I agree; plus the "tram-lining", or "bump-steer", is horrendous,
and I just went from 14"OEM to 15x6.5. New tires next week,
so I might get happy.


----------



## apachewoolf (Mar 7, 2004)

AjRaCeR805 said:


> yea, upgrading the size rims will affect ride quality....there is less air in the tire therefore decreasing the "cushion".......much of it has to do with suspension setup......getting larger wheel's like 17's will do a number on a stock suspension(primarily socks)



so what kind of probs can i expect i just bought some 17x7.5 icw wishbone tuners with 205 40 17's :cheers: i am upgrading from the 14's that were on it and now that im reading this im getting nervous that i should have went to 16's


----------



## 200sx98fl (Jan 5, 2004)

apachewoolf said:


> so what kind of probs can i expect i just bought some 17x7.5 icw wishbone tuners with 205 40 17's :cheers: i am upgrading from the 14's that were on it and now that im reading this im getting nervous that i should have went to 16's


i just got a set of 17's and i love the ride really not much bumber than before only thing is the low pro's grab the hell out of te road. Any crack in the road it grabs but if you got a good alignment you should be ok. As far as hydroplaning the dunlop sp sport fm901 i can barely spin in the water and it rains down here in florida all the time. the best thing was that the 17's were lighter than the stock 14's. I just hope the sportsline 1.9 drop isnt too low on the b14, i have 205/40/17 on there. So i think i should be fine. any one have any suggestions abou dropping the 98 200sx.


----------



## 200sx98fl (Jan 5, 2004)

apachewoolf said:


> so what kind of probs can i expect i just bought some 17x7.5 icw wishbone tuners with 205 40 17's :cheers: i am upgrading from the 14's that were on it and now that im reading this im getting nervous that i should have went to 16's


wow them icw wishbone tuner s looks pretty heavy!?!?


----------



## Flounder (Sep 4, 2003)

I'm going to be upgrading to 17" wheels with 205/40/17 and am not really planning on dropping the car. I am planning to get KYB GR-2 on the whole car and some better bushings though. How will this work?


----------



## 200sx98fl (Jan 5, 2004)

SERmonkey65 said:


> I'm going to be upgrading to 17" wheels with 205/40/17 and am not really planning on dropping the car. I am planning to get KYB GR-2 on the whole car and some better bushings though. How will this work?


just fine


----------



## Neil (Aug 13, 2002)

I have my 13" steelies on now for the winter much different ride than my 16" wheels. In summer i have 16's with 205-45-16's Toyo Ts-1s. They are much better traction wise and handle hydroplaning much better than these winter tires. They are noticeably louder and I feel more bumps but I knew that when I got them.

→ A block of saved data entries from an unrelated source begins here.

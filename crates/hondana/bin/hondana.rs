#[macro_use]
extern crate log;

use clap::Parser;
use hondana::{
    domain::services::{
        book::BookService, chapter::ChapterService, genre::GenreService, user::UserService,
    },
    infrastructure::{
        config::Config,
        database,
        domain::repositories::{
            book::BookRepositoryImpl, chapter::ChapterRepositoryImpl, genre::GenreRepositoryImpl,
            user::UserRepositoryImpl,
        },
    },
    presentation::ServerBuilder,
};

#[derive(Parser)]
struct Opts {
    /// Path to config file
    #[clap(long)]
    config: Option<String>,
}

#[tokio::main]
async fn main() -> Result<(), anyhow::Error> {
    let mut log_builder = env_logger::Builder::from_default_env();
    if std::env::var("RUST_LOG").is_err() {
        if let Ok(level) = std::env::var("HONDANA_LOG") {
            log_builder.parse_filters(&format!("hondana={level}"));
        }
    }
    log_builder.init();

    let opts: Opts = Opts::parse();
    let config = Config::open(opts.config)?;

    debug!("config: {:?}", config);

    let pool = database::establish_connection(&config.database_path, config.create_database).await?;

    let book_svc = BookService::new(BookRepositoryImpl::new(pool.clone()));
    let chapter_svc = ChapterService::new(ChapterRepositoryImpl::new(pool.clone()));
    let genre_svc = GenreService::new(GenreRepositoryImpl::new(pool.clone()));
    let user_svc = UserService::new(UserRepositoryImpl::new(pool.clone()));

    let server = ServerBuilder::new()
        .with_book_svc(book_svc)
        .with_chapter_svc(chapter_svc)
        .with_genre_svc(genre_svc)
        .with_user_svc(user_svc)
        .with_secret(config.secret.clone())
        .with_token_expiry_days(config.token_expiry_days)
        .with_allowed_origins(config.allowed_origins.clone())
        .build()?;

    let server_fut = server.serve(([0, 0, 0, 0], config.port));

    tokio::select! {
        _ = server_fut => {
            info!("server shutdown");
        }
        _ = tokio::signal::ctrl_c() => {
            info!("ctrl+c signal");
        }
    }

    info!("closing database...");
    pool.close().await;

    Ok(())
}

If you have the correct suspension setup you can lower it safely quite a bit. Mine is probably around 2.5"-3" lower in the front / 2" rear and it rides perfect and alignment was tuned for me to spec.

So yes as most ppl said. Its not just the wheels but the wheels and tires together along with the suspension that changes the ride.


----------



## apachewoolf (Mar 7, 2004)

200sx98fl said:


> wow them icw wishbone tuner s looks pretty heavy!?!?

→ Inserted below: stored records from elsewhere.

use async_trait::async_trait;
use sqlx::{Row, SqlitePool, sqlite::SqliteRow};

use super::filter::order_keyword;
use crate::{
    domain::{
        entities::{
            book::BookDigest,
            chapter::{Chapter, ChapterChanges, NewChapter},
            query::SortDirection,
        },
        repositories::chapter::{ChapterRepository, ChapterRepositoryError},
    },
    infrastructure::database::Pool,
};

const CHAPTER_SELECT: &str = r#"SELECT
    chapter.id,
    chapter.book_id,
    chapter.number,
    chapter.volume,
    chapter.name,
    chapter.thumbnail,
    chapter.pages,
    chapter.content,
    chapter.created_at,
    book.title,
    book.cover
    FROM chapter
    JOIN book ON book.id = chapter.book_id"#;

#[derive(Clone)]
pub struct ChapterRepositoryImpl {
    pool: Pool,
}

impl ChapterRepositoryImpl {
    pub fn new<P: Into<Pool>>(pool: P) -> Self {
        Self { pool: pool.into() }
    }
}

fn row_to_chapter(row: &SqliteRow) -> Chapter {
    Chapter {
        id: row.get(0),
        book_id: row.get(1),
        number: row.get(2),
        volume: row.get(3),
        name: row.get(4),
        thumbnail: row.get(5),
        pages: row
            .get::<Option<String>, _>(6)
            .and_then(|pages| serde_json::from_str(&pages).ok()),
        content: row.get(7),
        created_at: row.get(8),
        book: BookDigest {
            id: row.get(1),
            title: row.get(9),
            cover: row.get(10),
        },
    }
}

fn pages_to_json(pages: Option<&Vec<String>>) -> Result<Option<String>, ChapterRepositoryError> {
    pages
        .map(serde_json::to_string)
        .transpose()
        .map_err(|e| ChapterRepositoryError::Other(e.into()))
}

#[async_trait]
impl ChapterRepository for ChapterRepositoryImpl {
    async fn insert_chapter(
        &self,
        chapter: NewChapter,
    ) -> Result<Chapter, ChapterRepositoryError> {
        let pages = pages_to_json(chapter.pages.as_ref())?;

        let chapter_id = sqlx::query(
            r#"INSERT INTO chapter(
                book_id,
                number,
                volume,
                name,
                thumbnail,
                pages,
                content
            ) VALUES (?, ?, ?, ?, ?, ?, ?)"#,
        )
        .bind(chapter.book_id)
        .bind(chapter.number)
        .bind(&chapter.volume)
        .bind(&chapter.name)
        .bind(&chapter.thumbnail)
        .bind(&pages)
        .bind(&chapter.content)
        .execute(&self.pool as &SqlitePool)
        .await?
        .last_insert_rowid();

        self.get_chapter_by_id(chapter_id).await
    }

    async fn get_chapter_by_id(&self, id: i64) -> Result<Chapter, ChapterRepositoryError> {
        let query = format!("{CHAPTER_SELECT} WHERE chapter.id = ?");
        let row = sqlx::query(&query)
            .bind(id)
            .fetch_optional(&self.pool as &SqlitePool)
            .await?
            .ok_or(ChapterRepositoryError::NotFound)?;

        Ok(row_to_chapter(&row))
    }

    async fn get_chapter_in_book(
        &self,
        id: i64,
        book_id: i64,
    ) -> Result<Chapter, ChapterRepositoryError> {
        let query = format!("{CHAPTER_SELECT} WHERE chapter.id = ? AND chapter.book_id = ?");
        let row = sqlx::query(&query)
            .bind(id)
            .bind(book_id)
            .fetch_optional(&self.pool as &SqlitePool)
            .await?
            .ok_or(ChapterRepositoryError::NotFound)?;

        Ok(row_to_chapter(&row))
    }

    async fn find_chapters(
        &self,
        sort: SortDirection,
        offset: i64,
        limit: i64,
    ) -> Result<Vec<Chapter>, ChapterRepositoryError> {
        let query = format!(
            "{CHAPTER_SELECT} ORDER BY chapter.created_at {} LIMIT ? OFFSET ?",
            order_keyword(sort)
        );

        let chapters = sqlx::query(&query)
            .bind(limit)
            .bind(offset)
            .fetch_all(&self.pool as &SqlitePool)
            .await?
            .iter()
            .map(row_to_chapter)
            .collect();

        Ok(chapters)
    }

    async fn count_chapters(&self) -> Result<i64, ChapterRepositoryError> {
        let row = sqlx::query(r#"SELECT COUNT(1) FROM chapter"#)
            .fetch_one(&self.pool as &SqlitePool)
            .await?;

        Ok(row.get(0))
    }

    async fn find_chapters_by_book(
        &self,
        book_id: i64,
        sort: SortDirection,
    ) -> Result<Vec<Chapter>, ChapterRepositoryError> {
        let query = format!(
            "{CHAPTER_SELECT} WHERE chapter.book_id = ? ORDER BY chapter.number {}",
            order_keyword(sort)
        );

        let chapters = sqlx::query(&query)
            .bind(book_id)
            .fetch_all(&self.pool as &SqlitePool)
            .await?
            .iter()
            .map(row_to_chapter)
            .collect();

        Ok(chapters)
    }

    async fn update_chapter(
        &self,
        id: i64,
        changes: ChapterChanges,
    ) -> Result<Chapter, ChapterRepositoryError> {
        let pages = pages_to_json(changes.pages.as_ref())?;

        let mut column_to_update = vec![];
        if changes.book_id.is_some() {
            column_to_update.push("book_id = ?");
        }
        if changes.number.is_some() {
            column_to_update.push("number = ?");
        }
        if changes.volume.is_some() {
            column_to_update.push("volume = ?");
        }
        if changes.name.is_some() {
            column_to_update.push("name = ?");
        }
        if changes.thumbnail.is_some() {
            column_to_update.push("thumbnail = ?");
        }
        if pages.is_some() {
            column_to_update.push("pages = ?");
        }
        if changes.content.is_some() {
            column_to_update.push("content = ?");
        }

        if !column_to_update.is_empty() {
            let query = format!(
                r#"UPDATE chapter SET
                    {}
                    WHERE id = ?"#,
                column_to_update.join(",")
            );

            let mut query = sqlx::query(&query);
            if let Some(book_id) = changes.book_id {
                query = query.bind(book_id);
            }
            if let Some(number) = changes.number {
                query = query.bind(number);
            }
            if let Some(volume) = &changes.volume {
                query = query.bind(volume);
            }
            if let Some(name) = &changes.name {
                query = query.bind(name);
            }
            if let Some(thumbnail) = &changes.thumbnail {
                query = query.bind(thumbnail);
            }
            if let Some(pages) = &pages {
                query = query.bind(pages);
            }
            if let Some(content) = &changes.content {
                query = query.bind(content);
            }
            query
                .bind(id)
                .execute(&self.pool as &SqlitePool)
                .await?;
        }

        self.get_chapter_by_id(id).await
    }

    async fn delete_chapter(&self, id: i64) -> Result<u64, ChapterRepositoryError> {
        let rows_affected = sqlx::query(r#"DELETE FROM chapter WHERE id = ?"#)
            .bind(id)
            .execute(&self.pool as &SqlitePool)
            .await?
            .rows_affected();

        Ok(rows_affected)
    }

    async fn book_exists(&self, book_id: i64) -> Result<bool, ChapterRepositoryError> {
        let row = sqlx::query(r#"SELECT true FROM book WHERE id = ?"#)
            .bind(book_id)
            .fetch_optional(&self.pool as &SqlitePool)
            .await?;

        Ok(row.is_some())
    }
}

#[cfg(test)]
mod test {
    use super::*;
    use sqlx::sqlite::SqlitePoolOptions;

    async fn memory_pool() -> Pool {
        let pool = SqlitePoolOptions::new()
            .max_connections(1)
            .connect("sqlite::memory:")
            .await
            .unwrap();
        sqlx::migrate!("./migrations").run(&pool).await.unwrap();

        Pool::from(pool)
    }

    async fn seed_book(pool: &Pool, title: &str) -> i64 {
        sqlx::query("INSERT INTO book(title) VALUES (?)")
            .bind(title)
            .execute(pool as &SqlitePool)
            .await
            .unwrap()
            .last_insert_rowid()
    }

    fn new_chapter(book_id: i64, number: f64) -> NewChapter {
        NewChapter {
            book_id,
            number,
            volume: None,
            name: None,
            thumbnail: None,
            pages: None,
            content: None,
        }
    }

    #[tokio::test]
    async fn test_insert_and_fetch_round_trip() {
        let pool = memory_pool().await;
        let repo = ChapterRepositoryImpl::new(pool.clone());

        let book_id = seed_book(&pool, "Overlord").await;

        let chapter = repo
            .insert_chapter(NewChapter {
                book_id,
                number: 1.5,
                volume: Some("1".to_string()),
                name: Some("The End and the Beginning".to_string()),
                thumbnail: None,
                pages: Some(vec!["https://img.example.com/1.png".to_string()]),
                content: None,
            })
            .await
            .unwrap();

        assert_eq!(chapter.number, 1.5);
        assert_eq!(chapter.book.title, "Overlord");
        assert_eq!(
            chapter.pages.as_deref(),
            Some(&["https://img.example.com/1.png".to_string()][..])
        );

        let fetched = repo.get_chapter_by_id(chapter.id).await.unwrap();
        assert_eq!(fetched.name.as_deref(), Some("The End and the Beginning"));
    }

    #[tokio::test]
    async fn test_chapter_in_book_requires_matching_book() {
        let pool = memory_pool().await;
        let repo = ChapterRepositoryImpl::new(pool.clone());

        let book_id = seed_book(&pool, "Overlord").await;
        let other_id = seed_book(&pool, "Re:Zero").await;
        let chapter = repo.insert_chapter(new_chapter(book_id, 1.0)).await.unwrap();

        assert!(repo.get_chapter_in_book(chapter.id, book_id).await.is_ok());
        assert!(matches!(
            repo.get_chapter_in_book(chapter.id, other_id).await,
            Err(ChapterRepositoryError::NotFound)
        ));
    }

    #[tokio::test]
    async fn test_chapters_by_book_are_ordered_by_number() {
        let pool = memory_pool().await;
        let repo = ChapterRepositoryImpl::new(pool.clone());

        let book_id = seed_book(&pool, "Overlord").await;
        repo.insert_chapter(new_chapter(book_id, 2.0)).await.unwrap();
        repo.insert_chapter(new_chapter(book_id, 1.0)).await.unwrap();
        repo.insert_chapter(new_chapter(book_id, 10.0))
            .await
            .unwrap();

        let chapters = repo
            .find_chapters_by_book(book_id, SortDirection::Asc)
            .await
            .unwrap();
        let numbers: Vec<f64> = chapters.iter().map(|chapter| chapter.number).collect();
        assert_eq!(numbers, vec![1.0, 2.0, 10.0]);

        let chapters = repo
            .find_chapters_by_book(book_id, SortDirection::Desc)
            .await
            .unwrap();
        let numbers: Vec<f64> = chapters.iter().map(|chapter| chapter.number).collect();
        assert_eq!(numbers, vec![10.0, 2.0, 1.0]);
    }

    #[tokio::test]
    async fn test_update_keeps_untouched_columns() {
        let pool = memory_pool().await;
        let repo = ChapterRepositoryImpl::new(pool.clone());

        let book_id = seed_book(&pool, "Overlord").await;
        let chapter = repo
            .insert_chapter(NewChapter {
                name: Some("draft".to_string()),
                ..new_chapter(book_id, 3.0)
            })
            .await
            .unwrap();

        let updated = repo
            .update_chapter(
                chapter.id,
                ChapterChanges {
                    name: Some("final".to_string()),
                    ..Default::default()
                },
            )
            .await
            .unwrap();

        assert_eq!(updated.name.as_deref(), Some("final"));
        assert_eq!(updated.number, 3.0);
        assert_eq!(updated.book_id, book_id);
    }

    #[tokio::test]
    async fn test_book_exists() {
        let pool = memory_pool().await;
        let repo = ChapterRepositoryImpl::new(pool.clone());

        let book_id = seed_book(&pool, "Overlord").await;

        assert!(repo.book_exists(book_id).await.unwrap());
        assert!(!repo.book_exists(book_id + 1).await.unwrap());
    }
}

once i get my rims installed ill let you know the difference but as far as picking them up they still weigh less than the factory alloys i have on now


----------



## speedricer (Mar 10, 2004)

I just got a set of Motegi MR7's 17inchers and right now i'm using stock shocks and springs...tires arnt too low pro, they are kuhmo's i'll get the size in a minaute, but should i be fine with wear and stuff? I got a set of ground control coilovers i'mma put on soon also, when that happens then should i worrry about gettin a camber kit and stuff?


----------



## apachewoolf (Mar 7, 2004)

apachewoolf said:


> once i get my rims installed ill let you know the difference but as far as picking them up they still weigh less than the factory alloys i have on now


welp i have the new wheels installed and everyone has been right so far they are alot stickier and they grab alot better the ride is rougher but the advantages are alot better than the drawbacks i feel every bump but that is a good thing when it comes to driving the curves in the mountians of ky and tn oh and as far as weight you cant tell the difference even though i think they weigh about the same next up is lowering it ill let ya know what happens


----------



## 200sx98fl (Jan 5, 2004)

I would definetly get a camer kit for the front being we have independent suspension in the front. No need for any in the back though. I wouldnt go any bigger than 2' drop on 17's. I love how my dunlops grab and go!


----------